(Collected data entries)
####################
impl PlaybackSession {
    pub fn builder(registry: RendererRegistry, engine_factory: Arc<dyn EngineFactory>) -> SessionBuilder {
        SessionBuilder::new(registry, engine_factory)
    }

    /// Get session ID
    pub fn id(&self) -> SessionId {
        self.id
    }

    /// Subscribe to player events
    pub fn subscribe(&self) -> broadcast::Receiver<PlayerEventRecord> {
        self.events.subscribe()
    }

    /// Subscribe to state changes
    pub async fn watch_state(&self) -> watch::Receiver<SessionState> {
        self.inner.lock().await.state_tx.subscribe()
    }

    /// Resolve, construct and start preparing `locator`
    #[instrument(skip(self), fields(session = %self.id))]
    pub async fn prepare(&self, locator: &str) -> Result<()> {
        self.inner.lock().await.prepare(locator).await
    }

    #[instrument(skip(self), fields(session = %self.id))]
    pub async fn play(&self) -> Result<()> {
        self.inner.lock().await.set_play_when_ready(true).await
    }

    #[instrument(skip(self), fields(session = %self.id))]
    pub async fn pause(&self) -> Result<()> {
        self.inner.lock().await.set_play_when_ready(false).await
    }

    /// Pause if playing, play otherwise; returns the new play-when-ready flag
    #[instrument(skip(self), fields(session = %self.id))]
    pub async fn toggle_playing(&self) -> Result<bool> {
        let inner = self.inner.lock().await;
        let playing = inner.is_playing();
        inner.set_play_when_ready(!playing).await?;
        Ok(inner
            .active
            .as_ref()
            .map(|active| active.engine.play_when_ready())
            .unwrap_or(false))
    }

    #[instrument(skip(self), fields(session = %self.id))]
    pub async fn stop(&self) -> Result<()> {
        self.inner.lock().await.stop().await;
        Ok(())
    }

    /// Stop and also drop the surface and any surface provider
    #[instrument(skip(self), fields(session = %self.id))]
    pub async fn release(&self) -> Result<()> {
        self.inner.lock().await.release().await;
        Ok(())
    }

    /// Seek to an absolute position (milliseconds)
    #[instrument(skip(self), fields(session = %self.id))]
    pub async fn seek(&self, position_ms: i64) -> Result<()> {
        self.inner.lock().await.seek(|_| position_ms).await
    }

    /// Seek relative to the most recently requested or current position
    #[instrument(skip(self), fields(session = %self.id))]
    pub async fn seek_by(&self, delta_ms: i64) -> Result<()> {
        self.inner
            .lock()
            .await
            .seek(|base| base.saturating_add(delta_ms))
            .await
    }

    #[instrument(skip(self), fields(session = %self.id))]
    pub async fn set_surface(&self, surface: SurfaceHandle, owns: bool) -> Result<()> {
        let mut guard = self.inner.lock().await;
        let inner = &mut *guard;
        let targets = inner.active.as_ref().map(ActiveSession::video_targets);
        inner.binder.bind(targets, Some(surface), owns).await
    }

    #[instrument(skip(self), fields(session = %self.id))]
    pub async fn clear_surface(&self) -> Result<()> {
        let mut guard = self.inner.lock().await;
        let inner = &mut *guard;
        let targets = inner.active.as_ref().map(ActiveSession::video_targets);
        inner.binder.unbind(targets).await
    }

    /// Follow a surface provider's lifecycle
    #[instrument(skip(self, provider), fields(session = %self.id))]
    pub async fn attach_surface_provider(&self, provider: Arc<dyn SurfaceProvider>) -> Result<()> {
        let mut guard = self.inner.lock().await;
        let inner = &mut *guard;
        let targets = inner.active.as_ref().map(ActiveSession::video_targets);
        inner.binder.attach_provider(targets, provider).await
    }

    /// Set output volume, clamped to [0, 1]
    #[instrument(skip(self), fields(session = %self.id))]
    pub async fn set_volume(&self, volume: f32) -> Result<()> {
        let mut inner = self.inner.lock().await;
        let volume = if volume.is_nan() { 0.0 } else { volume.clamp(0.0, 1.0) };
        inner.volume = volume;
        inner
            .send_to(TrackType::Audio, RendererMessage::SetVolume(volume), false)
            .await
    }

    #[instrument(skip(self), fields(session = %self.id))]
    pub async fn set_stream_route(&self, route: StreamRoute) -> Result<()> {
        let mut inner = self.inner.lock().await;
        let changed = inner.stream_route != route;
        inner.stream_route = route;
        inner
            .send_to(TrackType::Audio, RendererMessage::SetStreamRoute(route), changed)
            .await
    }

    #[instrument(skip(self), fields(session = %self.id))]
    pub async fn set_video_scaling_mode(&self, mode: ScalingMode) -> Result<()> {
        let mut inner = self.inner.lock().await;
        inner.scaling_mode = mode;
        inner
            .send_to(TrackType::Video, RendererMessage::SetScalingMode(mode), false)
            .await
    }

    /// Set speed/pitch; `None` restores defaults
    #[instrument(skip(self), fields(session = %self.id))]
    pub async fn set_playback_params(&self, params: Option<PlaybackParams>) -> Result<()> {
        if let Some(p) = params {
            if !(p.speed > 0.0 && p.pitch > 0.0) {
                return Err(Error::InvalidConfig(format!(
                    "playback speed and pitch must be positive, got {} / {}",
                    p.speed, p.pitch
                )));
            }
        }
        let mut inner = self.inner.lock().await;
        inner.playback_params = params;
        inner
            .send_to(TrackType::Audio, RendererMessage::SetPlaybackParams(params), false)
            .await
    }

    /// Takes effect at the next `prepare`
    #[instrument(skip(self), fields(session = %self.id))]
    pub async fn set_extension_mode(&self, mode: ExtensionMode) {
        let mut inner = self.inner.lock().await;
        info!(from = %inner.extension_mode, to = %mode, "Extension mode changed");
        inner.extension_mode = mode;
    }

    // ---------------------------------------------------------------------
    // Accessors
    // ---------------------------------------------------------------------

    pub async fn state(&self) -> SessionState {
        self.inner.lock().await.state
    }

    /// Current position; 0 when unknown
    pub async fn position(&self) -> i64 {
        let inner = self.inner.lock().await;
        inner
            .query(|engine| engine.position_ms())
            .flatten()
            .unwrap_or(0)
    }

    /// Media duration, when known
    pub async fn duration(&self) -> Option<i64> {
        let inner = self.inner.lock().await;
        inner.query(|engine| engine.duration_ms()).flatten()
    }

    pub async fn buffered_percentage(&self) -> u8 {
        let inner = self.inner.lock().await;
        inner
            .query(|engine| engine.buffered_percentage())
            .unwrap_or(0)
    }

    pub async fn is_playing(&self) -> bool {
        self.inner.lock().await.is_playing()
    }

    pub async fn last_error(&self) -> Option<ErrorReport> {
        self.inner.lock().await.last_error.clone()
    }

    /// Playback ended, was stopped, or failed
    pub async fn is_playback_finished(&self) -> bool {
        self.inner.lock().await.finished
    }

    pub async fn had_playback_error(&self) -> bool {
        self.inner.lock().await.failed
    }

    pub async fn volume(&self) -> f32 {
        self.inner.lock().await.volume
    }

    pub async fn stream_route(&self) -> StreamRoute {
        self.inner.lock().await.stream_route
    }

    pub async fn video_scaling_mode(&self) -> ScalingMode {
        self.inner.lock().await.scaling_mode
    }

    pub async fn playback_params(&self) -> Option<PlaybackParams> {
        self.inner.lock().await.playback_params
    }

    pub async fn extension_mode(&self) -> ExtensionMode {
        self.inner.lock().await.extension_mode
    }

    /// Ordered renderer set of the current session
    pub async fn renderers(&self) -> Vec<RendererDescriptor> {
        self.inner
            .lock()
            .await
            .active
            .as_ref()
            .map(|active| active.descriptors.clone())
            .unwrap_or_default()
    }

    /// Resolution of the current locator
    pub async fn content(&self) -> Option<ResolvedContent> {
        self.inner
            .lock()
            .await
            .active
            .as_ref()
            .map(|active| active.content.clone())
    }

    pub async fn current_surface(&self) -> Option<SurfaceHandle> {
        self.inner.lock().await.binder.current().cloned()
    }

    pub async fn video_format(&self) -> Option<MediaFormat> {
        self.inner.lock().await.media.video_format.clone()
    }

    pub async fn audio_format(&self) -> Option<MediaFormat> {
        self.inner.lock().await.media.audio_format.clone()
    }

    pub async fn video_decoder_counters(&self) -> Option<DecoderCounters> {
        self.inner.lock().await.media.video_counters
    }

    pub async fn audio_decoder_counters(&self) -> Option<DecoderCounters> {
        self.inner.lock().await.media.audio_counters
    }

    pub async fn audio_session_id(&self) -> Option<i32> {
        self.inner.lock().await.media.audio_session_id
    }

    pub async fn video_size(&self) -> Option<VideoSize> {
        self.inner.lock().await.media.video_size
    }
}
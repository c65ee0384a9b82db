//! CLI command implementations

use crate::output::{self, print_rows, print_value, OutputFormat};
use indicatif::{ProgressBar, ProgressStyle};
use serde::Serialize;
use stagehand_core::engine::sim::{RecordingSurface, SimBackend, SimConfig};
use stagehand_core::{
    ContentType, ContentTypeResolver, ErrorReport, ExtensionMode, PlayerEvent, PlayerEventRecord,
    RendererRegistry, SessionBuilder, SessionConfig, SessionState, StreamRoute,
};
use std::collections::BTreeSet;
use std::time::Duration;
use tabled::Tabled;
use tracing::{info, warn};

#[derive(Serialize, Tabled)]
struct ResolveRow {
    locator: String,
    content_type: String,
    adaptive: bool,
    license_url: String,
    provider: String,
}

/// Resolve content types for a list of locators
pub fn resolve(locators: &[String], format: &str) -> anyhow::Result<()> {
    let resolver = ContentTypeResolver::new();
    let rows: Vec<ResolveRow> = locators
        .iter()
        .map(|locator| {
            let content = resolver.resolve(locator);
            let drm = content.drm_hints();
            ResolveRow {
                locator: locator.clone(),
                content_type: content.content_type.to_string(),
                adaptive: content.content_type.is_adaptive(),
                license_url: drm.as_ref().map(|d| d.license_url()).unwrap_or_else(|| "-".to_string()),
                provider: drm
                    .and_then(|d| d.provider)
                    .unwrap_or_else(|| "-".to_string()),
            }
        })
        .collect();

    print_rows(rows, format, |row| {
        let kind = if row.content_type == ContentType::Unknown.to_string() {
            output::fail(&row.content_type)
        } else {
            output::ok(&row.content_type)
        };
        if row.license_url == "-" {
            format!("{}  {}", kind, row.locator)
        } else {
            format!("{}  {}\n    license: {}", kind, row.locator, row.license_url)
        }
    })
}

#[derive(Serialize, Tabled)]
struct RendererRow {
    priority: usize,
    renderer: String,
    track: String,
    extension: bool,
}

/// Show the planned renderer order
pub fn renderers(
    content_type: &str,
    mode: ExtensionMode,
    extensions: &[String],
    format: &str,
) -> anyhow::Result<()> {
    let content_type = ContentType::from_name(content_type)
        .ok_or_else(|| anyhow::anyhow!("unknown content type '{}'", content_type))?;
    let available: BTreeSet<String> = extensions.iter().map(|e| e.to_lowercase()).collect();

    let rows: Vec<RendererRow> = RendererRegistry::plan(content_type, mode, &available)
        .into_iter()
        .map(|descriptor| RendererRow {
            priority: descriptor.priority,
            track: descriptor.track_type().to_string(),
            extension: descriptor.kind.is_extension(),
            renderer: descriptor.kind.to_string(),
        })
        .collect();

    if OutputFormat::from(format) == OutputFormat::Text {
        println!("{}", output::heading(&format!("Renderers for {} (extensions {})", content_type, mode)));
    }
    print_rows(rows, format, |row| format!("  {}. {}", row.priority, row.renderer))
}

/// Inputs for a scripted playback session
#[derive(Debug, Clone)]
pub struct PlayScript {
    pub extensions: Vec<String>,
    pub mode: Option<ExtensionMode>,
    pub seeks: Vec<i64>,
    pub seek_by: Option<i64>,
    pub volume: Option<f32>,
    pub route: Option<StreamRoute>,
    pub surfaces: usize,
    pub duration_ms: i64,
    pub play_for_ms: i64,
}

#[derive(Serialize)]
struct PlaySummary {
    session_id: String,
    locator: String,
    content_type: Option<String>,
    renderers: Vec<String>,
    engine_seeks: Vec<i64>,
    surfaces_bound: usize,
    surface_releases: usize,
    final_state: SessionState,
    position_ms: i64,
    events: usize,
    last_error: Option<ErrorReport>,
}

/// Drive a session against the simulated engine
pub async fn play(
    locator: &str,
    script: PlayScript,
    mut config: SessionConfig,
    format: &str,
) -> anyhow::Result<()> {
    let text = OutputFormat::from(format) != OutputFormat::Json;
    if let Some(mode) = script.mode {
        config.extension_mode = mode;
    }
    info!(locator, extensions = ?script.extensions, mode = %config.extension_mode, "Starting scripted session");

    let backend = SimBackend::new(SimConfig {
        duration_ms: script.duration_ms,
        ..Default::default()
    });
    let extensions: Vec<&str> = script.extensions.iter().map(String::as_str).collect();
    let session = SessionBuilder::new(backend.registry(&extensions)?, backend.engine_factory())
        .config(config)
        .build()?;

    let mut rx = session.subscribe();
    let collector = tokio::spawn(async move {
        let mut records: Vec<PlayerEventRecord> = Vec::new();
        while let Ok(record) = rx.recv().await {
            if text {
                print_event(&record);
            }
            records.push(record);
        }
        records
    });

    if text {
        println!("{}", output::heading(&format!("Session {}", session.id())));
    }
    if let Err(e) = session.prepare(locator).await {
        warn!(error = %e, code = e.error_code(), "Prepare failed");
        if text {
            println!("{} {}", output::fail("prepare failed:"), e);
        }
    }

    let mut recordings = Vec::with_capacity(script.surfaces);
    for _ in 0..script.surfaces {
        let (surface, recording) = RecordingSurface::create();
        session.set_surface(surface, true).await?;
        recordings.push(recording);
    }

    if let Some(volume) = script.volume {
        session.set_volume(volume).await?;
    }
    if let Some(route) = script.route {
        session.set_stream_route(route).await?;
    }
    for &target in &script.seeks {
        if let Err(e) = session.seek(target).await {
            if text {
                println!("{} {}", output::warn("seek skipped:"), e);
            }
        }
    }
    if let Some(delta) = script.seek_by {
        if let Err(e) = session.seek_by(delta).await {
            if text {
                println!("{} {}", output::warn("seek skipped:"), e);
            }
        }
    }

    if let Some(engine) = backend.engine() {
        let limit = if script.play_for_ms > 0 {
            script.play_for_ms
        } else {
            script.duration_ms
        };
        let progress = if text {
            let bar = ProgressBar::new(script.duration_ms.max(0) as u64);
            bar.set_style(
                ProgressStyle::with_template("{spinner} [{bar:40.cyan/blue}] {pos}/{len} ms {msg}")?
                    .progress_chars("=> "),
            );
            bar
        } else {
            ProgressBar::hidden()
        };

        let step = (script.duration_ms / 50).max(1);
        let mut played = 0;
        while played < limit && session.is_playing().await {
            let position = engine.advance(step.min(limit - played));
            played += step;
            progress.set_position(position.max(0) as u64);
            tokio::time::sleep(Duration::from_millis(10)).await;
        }
        progress.finish_with_message(session.state().await.to_string());
    }

    let position_ms = session.position().await;
    let content_type = session.content().await.map(|c| c.content_type.to_string());
    let renderers = session
        .renderers()
        .await
        .iter()
        .map(|d| d.kind.to_string())
        .collect();
    let engine_seeks = backend.engine().map(|e| e.seeks()).unwrap_or_default();

    session.stop().await?;
    session.release().await?;
    let final_state = session.state().await;
    let last_error = session.last_error().await;
    let session_id = session.id().to_string();

    // The event channel closes once the session is gone
    drop(session);
    let events = match tokio::time::timeout(Duration::from_secs(1), collector).await {
        Ok(Ok(records)) => records.len(),
        _ => 0,
    };
    info!(session = %session_id, events, state = %final_state, "Scripted session finished");

    let summary = PlaySummary {
        session_id,
        locator: locator.to_string(),
        content_type,
        renderers,
        engine_seeks,
        surfaces_bound: script.surfaces,
        surface_releases: recordings.iter().map(|r| r.releases()).sum(),
        final_state,
        position_ms,
        events,
        last_error,
    };

    if text {
        println!("\n{}", output::heading("Summary"));
        println!("  content type:     {}", summary.content_type.as_deref().unwrap_or("-"));
        println!("  renderers:        {}", summary.renderers.join(", "));
        println!("  engine seeks:     {:?}", summary.engine_seeks);
        println!(
            "  surfaces:         {} bound, {} released",
            summary.surfaces_bound, summary.surface_releases
        );
        println!("  position at stop: {} ms", summary.position_ms);
        println!("  final state:      {}", summary.final_state);
        if let Some(report) = &summary.last_error {
            println!("  last error:       {}", output::fail(&report.to_string()));
        }
        Ok(())
    } else {
        print_value(&summary, format)
    }
}

fn print_event(record: &PlayerEventRecord) {
    let line = match &record.event {
        PlayerEvent::StateChanged { from, to, play_when_ready } => {
            format!("state {} -> {} (play when ready: {})", from, to, play_when_ready)
        }
        PlayerEvent::Error { report } if report.fatal => output::fail(&report.to_string()),
        PlayerEvent::Error { report } => output::warn(&report.to_string()),
        PlayerEvent::SeekProcessed { position_ms } => format!("seek processed at {} ms", position_ms),
        PlayerEvent::RenderedFirstFrame { surface } => output::ok(&format!("first frame on {}", surface)),
        PlayerEvent::VideoSizeChanged { size } => format!("video size {}", size),
        PlayerEvent::DecoderInitialized { track_type, decoder_name, .. } => {
            format!("{} decoder {} initialized", track_type, decoder_name)
        }
        other => serde_json::to_string(other).unwrap_or_default(),
    };
    println!("  [{:>3}] {}", record.sequence, line);
}

/// Print the effective configuration
pub fn show_config(config: &SessionConfig, format: &str) -> anyhow::Result<()> {
    config.validate()?;
    print_value(config, format)
}
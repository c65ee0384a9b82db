//! Session configuration

use crate::{
    types::{ExtensionMode, ScalingMode, StreamRoute},
    Error, Result,
};
use serde::{Deserialize, Serialize};
use std::path::Path;

/// Playback session configuration
#[derive(Debug, Clone, Serialize, Deserialize)]
#[serde(default)]
pub struct SessionConfig {
    /// Extension renderer policy applied at the next prepare
    pub extension_mode: ExtensionMode,
    /// Maximum wait for construction on the engine context (milliseconds)
    pub construction_timeout_ms: u64,
    /// Start playback as soon as the engine is ready
    pub auto_play: bool,
    /// Volume applied to audio renderers at prepare (0.0 - 1.0)
    pub initial_volume: f32,
    /// Audio stream routing
    pub stream_route: StreamRoute,
    /// Video scaling mode
    pub scaling_mode: ScalingMode,
    /// User agent handed to media sources
    pub user_agent: String,
    /// Capacity of the external event channel
    pub event_capacity: usize,
    /// Time a video renderer may spend joining after enable (milliseconds)
    pub allowed_video_joining_time_ms: u64,
    /// Dropped frame count that triggers a dropped frames event
    pub max_dropped_frames_to_notify: u32,
}

impl Default for SessionConfig {
    fn default() -> Self {
        Self {
            extension_mode: ExtensionMode::Off,
            construction_timeout_ms: 5000,
            auto_play: true,
            initial_volume: 1.0,
            stream_route: StreamRoute::Default,
            scaling_mode: ScalingMode::Fit,
            user_agent: format!("stagehand/{}", crate::VERSION),
            event_capacity: 256,
            allowed_video_joining_time_ms: 5000,
            max_dropped_frames_to_notify: 50,
        }
    }
}

impl SessionConfig {
    /// Parse and validate a JSON document
    pub fn from_json_str(json: &str) -> Result<Self> {
        let config: SessionConfig = serde_json::from_str(json)?;
        config.validate()?;
        Ok(config)
    }

    /// Load and validate a JSON file
    pub fn load(path: impl AsRef<Path>) -> Result<Self> {
        let contents = std::fs::read_to_string(path)?;
        Self::from_json_str(&contents)
    }

    /// Check value ranges
    pub fn validate(&self) -> Result<()> {
        if self.construction_timeout_ms == 0 {
            return Err(Error::InvalidConfig(
                "construction_timeout_ms must be greater than zero".to_string(),
            ));
        }
        if !(0.0..=1.0).contains(&self.initial_volume) {
            return Err(Error::InvalidConfig(format!(
                "initial_volume must be within [0, 1], got {}",
                self.initial_volume
            )));
        }
        if self.event_capacity == 0 {
            return Err(Error::InvalidConfig(
                "event_capacity must be greater than zero".to_string(),
            ));
        }
        if self.max_dropped_frames_to_notify == 0 {
            return Err(Error::InvalidConfig(
                "max_dropped_frames_to_notify must be greater than zero".to_string(),
            ));
        }
        Ok(())
    }
}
####################
Check every line of the records above for the string "step". Copy those that hold it.

        let step = (script.duration_ms / 50).max(1);
            let position = engine.advance(step.min(limit - played));
            played += step;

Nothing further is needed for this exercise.